Arizona lawmaker says Tucson breaking state law by destroying guns

Officer Eric Coutts is checking the serial number on the rifle at the gun buyback event at the Midtown Tucson Police Department Substation on Tuesday, Jan. 8, 2012 in Tucson, Ariz. (Photo: Noelle Haro-Gomez/Tucson Weekly)

Officer Eric Coutts is checking the serial number on a rifle at the gun buyback event at the Midtown Tucson Police Department Substation on Tuesday, Jan. 8, 201,2 in Tucson, Ariz. (Photo: Noelle Haro-Gomez/Tucson Weekly)

A state representative wants Arizona Attorney General Mark Brnovich’s office to investigate if Tucson has violated a 2013 law requiring jurisdictions to sell rather than scrap surplus firearms.

State Rep. Mark Finchem, R-Oro Valley, filed a complaint with Brnovich Oct. 12 arguing the city of Tucson is destroying confiscated and forfeited firearms which, according to state law, are public property and should be sold as surplus.

“The city of Tucson flagrantly violated state statutes and deprived the taxpayers of the opportunity to obtain fair-market value of a public asset,” said Finchem, as reported by Tucson.com.

In backing up his claim, Finchem turned over to Brnovich 231-pages of documents in two batches he received from city officials detailing the 1,436 guns ordered destroyed by the Tucson Police Department in recent months alone. Analysis show everything from inexpensive, common firearms such as Savage Model 62 .22LR rifles and New England hinge-break shotguns to vintage Colt Police Positives, Browning rifles and 1911s, collectible Walther P-38s and various high-end models by Kimber, Sig Sauer, HK and Desert Eagle.

Going back as far as 2010, state lawmakers passed laws requiring cities and counties in Arizona to sell seized guns to licensed dealers rather than destroy them. Gov. Jan Brewer in 2013 expanded that mandate to include guns turned in because of buybacks. This year, Gov.
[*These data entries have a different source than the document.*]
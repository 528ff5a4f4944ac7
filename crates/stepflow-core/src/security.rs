// Copyright (c) 2025 Stepflow Team
// SPDX-License-Identifier: MIT OR Apache-2.0

//! Reserved-field guard.
//!
//! The engine controls a closed set of field names and annotation prefixes
//! (billing, identity, audit, trace plumbing). Documents that try to set any
//! of them are rejected before structural validation runs, so a hostile
//! document cannot influence engine-internal bookkeeping even when the rest
//! of it is malformed.

use crate::error::{EngineError, Result};
use serde_yaml::Value;

/// Field names the engine refuses anywhere in user input.
pub const RESERVED_FIELDS: &[&str] = &[
    "_internal",
    "_billing",
    "_identity",
    "_ownership",
    "_usage",
    "_audit",
];

/// Identifiers minted by the engine; user documents may not set them.
pub const RESERVED_IDENTIFIERS: &[&str] = &[
    "executionId",
    "runId",
    "traceId",
    "userId",
    "workspaceId",
    "subscriptionId",
    "billingId",
    "pricingTier",
    "pricingModel",
    "billingSnapshot",
];

/// Annotation key prefixes owned by the engine.
pub const RESERVED_ANNOTATION_PREFIXES: &[&str] = &[
    "engine.",
    "system.",
    "internal.",
    "billing.",
    "audit.",
    "security.",
];

fn reserved_reason(field: &str) -> Option<&'static str> {
    if RESERVED_FIELDS.contains(&field) {
        Some("engine-controlled namespace")
    } else if RESERVED_IDENTIFIERS.contains(&field) {
        Some("identifier minted by the engine")
    } else {
        None
    }
}

fn violation(field: &str, location: &str, reason: &str) -> EngineError {
    EngineError::SecurityViolation {
        field: field.to_string(),
        location: location.to_string(),
        reason: reason.to_string(),
        suggestion: Some(format!(
            "remove '{field}'; the engine sets this value itself"
        )),
    }
}

fn check_keys(map: &serde_yaml::Mapping, location: &str) -> Result<()> {
    for key in map.keys() {
        if let Value::String(name) = key {
            if let Some(reason) = reserved_reason(name) {
                return Err(violation(name, location, reason));
            }
        }
    }
    Ok(())
}

fn mapping<'a>(value: &'a Value, key: &str) -> Option<&'a serde_yaml::Mapping> {
    value.get(key).and_then(Value::as_mapping)
}

/// Scans a raw document tree for reserved fields and annotation prefixes.
///
/// Covers the root keys, the `context` map, every step (including its
/// `with`, `env` and `outputs` maps) and the `annotations` keys. Returns the
/// first violation found; no other validation has run at that point.
pub fn scan_document(root: &Value) -> Result<()> {
    let Some(root_map) = root.as_mapping() else {
        return Ok(());
    };

    check_keys(root_map, "workflow (root level)")?;

    if let Some(context) = mapping(root, "context") {
        check_keys(context, "context")?;
    }

    if let Some(annotations) = mapping(root, "annotations") {
        for key in annotations.keys() {
            if let Value::String(name) = key {
                if let Some(reason) = reserved_reason(name) {
                    return Err(violation(name, "annotations", reason));
                }
                if let Some(prefix) = RESERVED_ANNOTATION_PREFIXES
                    .iter()
                    .find(|p| name.starts_with(*p))
                {
                    return Err(violation(
                        name,
                        "annotations",
                        &format!("annotation prefix '{prefix}' is engine-controlled"),
                    ));
                }
            }
        }
    }

    let steps = root
        .get("workflow")
        .and_then(|w| w.get("steps"))
        .and_then(Value::as_sequence);
    if let Some(steps) = steps {
        for (index, step) in steps.iter().enumerate() {
            let Some(step_map) = step.as_mapping() else {
                continue;
            };
            let id = step
                .get("id")
                .and_then(Value::as_str)
                .unwrap_or("<unnamed>");
            let location = format!("workflow.steps[{index}] (step '{id}')");
            check_keys(step_map, &location)?;
            for section in ["with", "env", "outputs"] {
                if let Some(map) = mapping(step, section) {
                    check_keys(map, &format!("{location}.{section}"))?;
                }
            }
        }
    }

    Ok(())
}

#[cfg(test)]
mod tests {
    use super::*;

    fn parse(yaml: &str) -> Value {
        serde_yaml::from_str(yaml).unwrap()
    }

    #[test]
    fn clean_document_passes() {
        let root = parse(
            r#"
version: "1.0"
kind: workflow
metadata: { name: ok }
context: { region: eu }
annotations: { team.owner: platform }
workflow:
  steps:
    - id: a
      uses: noop.run
      with: { value: 1 }
"#,
        );
        assert!(scan_document(&root).is_ok());
    }

    #[test]
    fn root_level_billing_field_is_rejected() {
        let root = parse(
            r#"
version: "1.0"
kind: workflow
metadata: { name: bad }
_billing: { plan: free }
workflow:
  steps: []
"#,
        );
        let err = scan_document(&root).unwrap_err();
        match err {
            EngineError::SecurityViolation { field, location, .. } => {
                assert_eq!(field, "_billing");
                assert_eq!(location, "workflow (root level)");
            }
            other => panic!("expected SecurityViolation, got {other:?}"),
        }
    }

    #[test]
    fn reserved_identifier_in_context_is_rejected() {
        let root = parse(
            r#"
version: "1.0"
metadata: { name: bad }
context: { executionId: sneaky }
workflow:
  steps: []
"#,
        );
        let err = scan_document(&root).unwrap_err();
        match err {
            EngineError::SecurityViolation { field, location, .. } => {
                assert_eq!(field, "executionId");
                assert_eq!(location, "context");
            }
            other => panic!("expected SecurityViolation, got {other:?}"),
        }
    }

    #[test]
    fn engine_annotation_prefix_is_rejected() {
        let root = parse(
            r#"
version: "1.0"
metadata: { name: bad }
annotations: { engine.max_retries: "5" }
workflow:
  steps: []
"#,
        );
        let err = scan_document(&root).unwrap_err();
        match err {
            EngineError::SecurityViolation { field, location, .. } => {
                assert_eq!(field, "engine.max_retries");
                assert_eq!(location, "annotations");
            }
            other => panic!("expected SecurityViolation, got {other:?}"),
        }
    }

    #[test]
    fn reserved_field_inside_step_with_is_rejected() {
        let root = parse(
            r#"
version: "1.0"
metadata: { name: bad }
workflow:
  steps:
    - id: a
      uses: noop.run
      with: { traceId: abc }
"#,
        );
        let err = scan_document(&root).unwrap_err();
        match err {
            EngineError::SecurityViolation { field, location, .. } => {
                assert_eq!(field, "traceId");
                assert!(location.contains("steps[0]"));
                assert!(location.ends_with(".with"));
            }
            other => panic!("expected SecurityViolation, got {other:?}"),
        }
    }
}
Doug Ducey signed strong preemption laws that could see Tucson lose state funds and even see local officials fined for noncompliance.

The city responded to Brnovich’s office on Oct. 27 with a 16-page letter arguing the city has the authority under its charter to decide how they dispose of public property held by the Tucson Police Department, holding the agency takes in an average of 1,500 guns per year with about 85 percent of that figure being firearms forfeited in the course of criminal investigations.

While the city does auction some guns — limited to manually operated shotguns and rifles — as a policy it destroys any semi-auto or handgun not still needed for evidence or transferred to TPD for police use.

Since 2013, Tucson police collected 6,517 firearms. Of these, 413 were auctioned to FFL holders, 346 were transferred to the TPD’s inventory, and the bulk, 4,820, were destroyed.

City leaders hold that any effort to halt Tucscon’s state funds over the gun issue would be improper.

“It is clearly unconstitutional. You can’t strip the city’s funding without due process,” said Democratic City Councilman Steve Kozachik.